= Fort McGilvray =

Military fortification in Alaska

Fort McGilvray was a United States military fortification located on Caines Head, a cliff 650 feet above Resurrection Bay south of Seward, Alaska. The United States Army established a series of defensive positions along the coast of the bay during World War II to defend Seward against a possible Japanese invasion. The bay was a strategically important location, as it remained ice-free throughout the year, and Seward served as the southern terminus of the Alaska Railroad, an important route for transporting civilian and military supplies throughout the territory.

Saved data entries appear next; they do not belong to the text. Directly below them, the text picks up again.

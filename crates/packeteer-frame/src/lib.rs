//! Self-synchronizing packet framing for unreliable byte streams.
//!
//! Every frame carries:
//! - A 4-byte magic (`00 53 4D 54`) the reader scans for
//! - A flags bitset, an `i32` type id, a 255-byte sub-id slot and a timestamp
//! - A 2-byte big-endian payload length
//! - A CRC-32 over the header and another over the payload
//!
//! The reader skips garbage and corrupt frames on its own: a bad checksum
//! rewinds to just after the magic and the scan continues from there.
//! Callers only ever see whole, verified frames.

pub mod bigendian;
pub mod body;
pub mod codec;
pub mod error;
pub mod flags;
pub mod message;
pub mod reader;
pub mod reserved;
pub mod writer;

#[cfg(feature = "async")]
pub mod tokio_codec;

pub use body::{BodyError, BodyReader, BodyWriter};
pub use codec::{
    checksum, encode_frame, now_millis, Frame, FrameConfig, HEADER_SIZE, MAGIC, MARK_LIMIT,
    MAX_PAYLOAD,
};
pub use error::{FrameError, Result};
pub use flags::{Flags, FlagsError, FLAG_IGNORE_BODY_CRC, FLAG_UNRELIABLE};
pub use message::{Message, MessageError, MessageRegistry};
pub use reader::{FrameReader, Frames};
pub use writer::FrameWriter;

#[cfg(feature = "async")]
pub use tokio_codec::FrameCodec;
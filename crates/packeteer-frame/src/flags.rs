//! Per-frame transport hint bits.
//!
//! The container holds 32 bits but only the low 16 are written to the wire.

use std::fmt;

/// Bit index: delivery may be unreliable. Not interpreted by the codec.
pub const FLAG_UNRELIABLE: u32 = 0;

/// Bit index: accept frames whose body CRC does not match.
pub const FLAG_IGNORE_BODY_CRC: u32 = 1;

const CAPACITY: u32 = u32::BITS;

/// Requested a binary rendering wider than the container.
#[derive(Debug, Clone, Copy, PartialEq, Eq, thiserror::Error)]
#[error("binary width must be within 0-32, got {0}")]
pub struct FlagsError(pub usize);

/// A fixed-width bitset addressed by bit index.
///
/// `Flags` is `Copy`: writers take a snapshot when a frame is serialized, so
/// later changes never affect a frame already in flight.
#[derive(Debug, Clone, Copy, Default, PartialEq, Eq, Hash)]
pub struct Flags {
    raw: u32,
}

impl Flags {
    /// All bits clear.
    pub const fn new() -> Self {
        Self { raw: 0 }
    }

    pub const fn from_raw(raw: u32) -> Self {
        Self { raw }
    }

    pub const fn raw(self) -> u32 {
        self.raw
    }

    /// The 16 bits that go on the wire.
    pub const fn wire_bits(self) -> u16 {
        self.raw as u16
    }

    /// Set or clear bit `index`. Indices outside the container are ignored.
    pub fn set(&mut self, index: u32, value: bool) -> &mut Self {
        if index < CAPACITY {
            if value {
                self.raw |= 1 << index;
            } else {
                self.raw &= !(1 << index);
            }
        }
        self
    }

    /// Builder form of [`set`](Self::set).
    #[must_use]
    pub fn with(mut self, index: u32, value: bool) -> Self {
        self.set(index, value);
        self
    }

    pub fn get(self, index: u32) -> bool {
        index < CAPACITY && self.raw & (1 << index) != 0
    }

    pub fn is_unreliable(self) -> bool {
        self.get(FLAG_UNRELIABLE)
    }

    pub fn ignores_body_crc(self) -> bool {
        self.get(FLAG_IGNORE_BODY_CRC)
    }

    /// Zero-padded binary rendering, most significant bit first.
    ///
    /// Values with more significant bits than `width` render in full,
    /// the same way an unpadded binary string would.
    pub fn to_binary_string(self, width: usize) -> Result<String, FlagsError> {
        if width > CAPACITY as usize {
            return Err(FlagsError(width));
        }
        Ok(format!("{:0width$b}", self.raw, width = width))
    }
}

impl From<u16> for Flags {
    fn from(bits: u16) -> Self {
        Self::from_raw(u32::from(bits))
    }
}

impl fmt::Display for Flags {
    fn fmt(&self, f: &mut fmt::Formatter<'_>) -> fmt::Result {
        write!(f, "{:032b}", self.raw)
    }
}
mod cmd;
mod exit;
mod logging;
mod output;

use clap::Parser;

use crate::cmd::Command;
use crate::logging::{init_logging, LogFormat, LogLevel};
use crate::output::OutputFormat;

#[derive(Parser, Debug)]
#[command(name = "packeteer", version, about = "Packet framing CLI")]
struct Cli {
    /// Output format.
    #[arg(long, value_name = "FORMAT", global = true)]
    format: Option<OutputFormat>,

    /// Log output format (stderr).
    #[arg(
        long,
        value_name = "FORMAT",
        default_value = "text",
        env = "PACKETEER_LOG_FORMAT",
        global = true
    )]
    log_format: LogFormat,

    /// Minimum log level (stderr).
    #[arg(
        long,
        value_name = "LEVEL",
        default_value = "info",
        env = "PACKETEER_LOG_LEVEL",
        global = true
    )]
    log_level: LogLevel,

    #[command(subcommand)]
    command: Command,
}

fn main() {
    let cli = Cli::parse();
    init_logging(cli.log_format, cli.log_level);

    let format = cli.format.unwrap_or_else(OutputFormat::default_for_stdout);
    let result = cmd::run(cli.command, format);

    match result {
        Ok(code) => std::process::exit(code),
        Err(err) => {
            eprintln!("error: {err}");
            std::process::exit(err.code);
        }
    }
}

Defense of the bay prior to the war consisted of four mobile 155-mm guns. The earliest constructions at Caines Head and South Beach along the bay were started on July 31, 1941. With the U.S. entry in the war, permanent mounts for the guns were constructed at Rocky Point, south of the site of Fort McGilvray. Plans were approved for three new batteries, two 6-inch batteries, one 90-mm gun, and numerous fire control and searchlight positions. Construction was hindered by the difficult terrain and winter season. By the end of 1943, the battery at Lowell Point just south of Seward was completed and manned by troops. Located near the fort at South Beach were utility buildings and barracks to house the 500 soldiers that supported the area's defences.

In March 1943, the installations atop Caines Head were named McGilvray after an Army officer who commanded Fort Kenay to the north in 1869. After American and Canadian forces reclaimed Attu and Kiska islands in the Aleutian Islands Campaign between May and August 1943, the Alaskan Department ordered the installations dismantled in March 1944. Many of the constructions were not yet fully completed. The guns were disassembled and shipped to locations in South Dakota and San Diego and the buildings were abandoned.

In 1971, the Alaska Division of Parks was established to control recreational land. The Caines Head State Recreation Area was established with 1800 acres. In 1974 it was expanded by an additional 4000 acres. The first work in clearing the abandoned military roads began in 1984. When workers reached the fort's site at the top of Caines Head they discovered the concrete buildings well-intact, with functioning doors and windows. Military and engineering experts consider it one of the most well-preserved sites in Alaska. The site was listed on the National Register of Historic Places in 2022.